▸ **Exercise aim**
Each entry that follows should be retyped in full and exactly.

****************

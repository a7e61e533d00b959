//! Build command implementation

use crate::select::{Selection, select_plugins};
use anyhow::{Context, Result, bail};
use stashpack_bundle::{BuildError, BuildRecord, PackageBuilder};
use stashpack_core::{PackConfig, PluginDescriptor, Version, resolve};
use stashpack_index::{IndexDocument, IndexStore, ManifestLookup, reconcile};
use std::process::ExitCode;

/// Options for one `stashpack build` run
#[derive(Debug, Clone)]
pub struct BuildArgs {
    pub selection: Selection,
    /// `--version`; only valid with a single plugin
    pub version: Option<Version>,
    /// `--bump`: ignore manifest versions
    pub bump: bool,
    pub update_index: bool,
}

/// Outcome of a batch
#[derive(Debug, Default)]
pub struct BatchReport {
    pub records: Vec<BuildRecord>,
    pub failures: Vec<BuildError>,
    pub index_updated: bool,
}

impl BatchReport {
    pub fn is_success(&self) -> bool {
        self.failures.is_empty()
    }
}

/// Run the build command
pub fn run(config: &PackConfig, args: &BuildArgs) -> Result<ExitCode> {
    let report = run_batch(config, args)?;

    for record in &report.records {
        println!(
            "✓ {} {} -> {} ({} files, {} bytes)",
            record.plugin_name(),
            record.version(),
            record.artifact_path().display(),
            record.file_count(),
            record.artifact_bytes()
        );
        println!("  sha256: {}", record.content_hash());
    }
    if report.index_updated {
        println!("Index: {}", config.index_file.display());
    }
    for failure in &report.failures {
        eprintln!("error: {failure}");
    }

    if report.is_success() {
        Ok(ExitCode::SUCCESS)
    } else {
        eprintln!(
            "\n{} of {} plugin(s) failed",
            report.failures.len(),
            report.failures.len() + report.records.len()
        );
        Ok(ExitCode::FAILURE)
    }
}

/// Build every selected plugin in turn, then fold the results into the index.
///
/// Failures confined to one plugin are collected and the batch carries on.
/// Anything else aborts before the index is touched.
pub fn run_batch(config: &PackConfig, args: &BuildArgs) -> Result<BatchReport> {
    let names = select_plugins(config, &args.selection)?;
    if args.version.is_some() && names.len() != 1 {
        bail!(
            "--version applies to a single plugin, but {} were selected",
            names.len()
        );
    }

    let store = IndexStore::new(&config.index_file);
    let document = load_index(&store, args.update_index)?;

    let mut builder = PackageBuilder::new(&config.dist_dir);
    if let Some(scratch) = &config.scratch_dir {
        builder = builder.with_scratch_dir(scratch);
    }

    let mut report = BatchReport::default();
    for name in &names {
        let descriptor = PluginDescriptor::in_plugins_dir(&config.plugins_dir, name);
        let version = version_for(&descriptor, args, &document);

        match builder.build(&descriptor, &version) {
            Ok(record) => report.records.push(record),
            Err(e) if e.is_plugin_scoped() => {
                tracing::debug!(plugin = %name, "build failed: {e}");
                report.failures.push(e);
            }
            Err(e) => {
                return Err(e).with_context(|| format!("Build aborted at plugin {name}"));
            }
        }
    }

    if args.update_index && !report.records.is_empty() {
        let lookup = ManifestLookup::new(&config.plugins_dir);
        let document = reconcile(document, &report.records, &lookup);
        store
            .save(&document)
            .context("Failed to update plugin index")?;
        report.index_updated = true;
    }

    Ok(report)
}

/// An unreadable index is fatal only when it is about to be rewritten.
fn load_index(store: &IndexStore, update_index: bool) -> Result<IndexDocument> {
    match store.load() {
        Ok(document) => Ok(document),
        Err(e) if !update_index => {
            tracing::warn!(
                index = %store.path().display(),
                "ignoring unreadable index, versions start fresh: {e}"
            );
            Ok(IndexDocument::new())
        }
        Err(e) => {
            Err(e).with_context(|| format!("Failed to read index {}", store.path().display()))
        }
    }
}

fn version_for(descriptor: &PluginDescriptor, args: &BuildArgs, index: &IndexDocument) -> Version {
    if let Some(version) = args.version {
        return version;
    }

    let manifest_version = if args.bump {
        None
    } else {
        descriptor.read_manifest().ok().and_then(|m| m.version)
    };
    let explicit = manifest_version.as_deref();
    let previous = index.version_of(&descriptor.slug());

    if let Some(requested) = explicit.filter(|v| Version::parse(v).is_none()) {
        tracing::warn!(
            plugin = descriptor.name(),
            requested,
            "ignoring malformed manifest version"
        );
    }

    let version = resolve(explicit, previous.as_deref());
    tracing::debug!(
        plugin = descriptor.name(),
        explicit,
        previous = previous.as_deref(),
        %version,
        "resolved version"
    );
    version
}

****************

▸ **Solution to this task**
repository a7e61e533d00b959
//! Build command implementation

use crate::select::{Selection, select_plugins};
use anyhow::{Context, Result, bail};
use stashpack_bundle::{BuildError, BuildRecord, PackageBuilder};
use stashpack_core::{PackConfig, PluginDescriptor, Version, resolve};
use stashpack_index::{IndexDocument, IndexStore, ManifestLookup, reconcile};
use std::process::ExitCode;

/// Options for one `stashpack build` run
#[derive(Debug, Clone)]
pub struct BuildArgs {
    pub selection: Selection,
    /// `--version`; only valid with a single plugin
    pub version: Option<Version>,
    /// `--bump`: ignore manifest versions
    pub bump: bool,
    pub update_index: bool,
}

/// Outcome of a batch
#[derive(Debug, Default)]
pub struct BatchReport {
    pub records: Vec<BuildRecord>,
    pub failures: Vec<BuildError>,
    pub index_updated: bool,
}

impl BatchReport {
    pub fn is_success(&self) -> bool {
        self.failures.is_empty()
    }
}

/// Run the build command
pub fn run(config: &PackConfig, args: &BuildArgs) -> Result<ExitCode> {
    let report = run_batch(config, args)?;

    for record in &report.records {
        println!(
            "✓ {} {} -> {} ({} files, {} bytes)",
            record.plugin_name(),
            record.version(),
            record.artifact_path().display(),
            record.file_count(),
            record.artifact_bytes()
        );
        println!("  sha256: {}", record.content_hash());
    }
    if report.index_updated {
        println!("Index: {}", config.index_file.display());
    }
    for failure in &report.failures {
        eprintln!("error: {failure}");
    }

    if report.is_success() {
        Ok(ExitCode::SUCCESS)
    } else {
        eprintln!(
            "\n{} of {} plugin(s) failed",
            report.failures.len(),
            report.failures.len() + report.records.len()
        );
        Ok(ExitCode::FAILURE)
    }
}

/// Build every selected plugin in turn, then fold the results into the index.
///
/// Failures confined to one plugin are collected and the batch carries on.
/// Anything else aborts before the index is touched.
pub fn run_batch(config: &PackConfig, args: &BuildArgs) -> Result<BatchReport> {
    let names = select_plugins(config, &args.selection)?;
    if args.version.is_some() && names.len() != 1 {
        bail!(
            "--version applies to a single plugin, but {} were selected",
            names.len()
        );
    }

    let store = IndexStore::new(&config.index_file);
    let document = load_index(&store, args.update_index)?;

    let mut builder = PackageBuilder::new(&config.dist_dir);
    if let Some(scratch) = &config.scratch_dir {
        builder = builder.with_scratch_dir(scratch);
    }

    let mut report = BatchReport::default();
    for name in &names {
        let descriptor = PluginDescriptor::in_plugins_dir(&config.plugins_dir, name);
        let version = version_for(&descriptor, args, &document);

        match builder.build(&descriptor, &version) {
            Ok(record) => report.records.push(record),
            Err(e) if e.is_plugin_scoped() => {
                tracing::debug!(plugin = %name, "build failed: {e}");
                report.failures.push(e);
            }
            Err(e) => {
                return Err(e).with_context(|| format!("Build aborted at plugin {name}"));
            }
        }
    }

    if args.update_index && !report.records.is_empty() {
        let lookup = ManifestLookup::new(&config.plugins_dir);
        let document = reconcile(document, &report.records, &lookup);
        store
            .save(&document)
            .context("Failed to update plugin index")?;
        report.index_updated = true;
    }

    Ok(report)
}

/// An unreadable index is fatal only when it is about to be rewritten.
fn load_index(store: &IndexStore, update_index: bool) -> Result<IndexDocument> {
    match store.load() {
        Ok(document) => Ok(document),
        Err(e) if !update_index => {
            tracing::warn!(
                index = %store.path().display(),
                "ignoring unreadable index, versions start fresh: {e}"
            );
            Ok(IndexDocument::new())
        }
        Err(e) => {
            Err(e).with_context(|| format!("Failed to read index {}", store.path().display()))
        }
    }
}

fn version_for(descriptor: &PluginDescriptor, args: &BuildArgs, index: &IndexDocument) -> Version {
    if let Some(version) = args.version {
        return version;
    }

    let manifest_version = if args.bump {
        None
    } else {
        descriptor.read_manifest().ok().and_then(|m| m.version)
    };
    let explicit = manifest_version.as_deref();
    let previous = index.version_of(&descriptor.slug());

    if let Some(requested) = explicit.filter(|v| Version::parse(v).is_none()) {
        tracing::warn!(
            plugin = descriptor.name(),
            requested,
            "ignoring malformed manifest version"
        );
    }

    let version = resolve(explicit, previous.as_deref());
    tracing::debug!(
        plugin = descriptor.name(),
        explicit,
        previous = previous.as_deref(),
        %version,
        "resolved version"
    );
    version
}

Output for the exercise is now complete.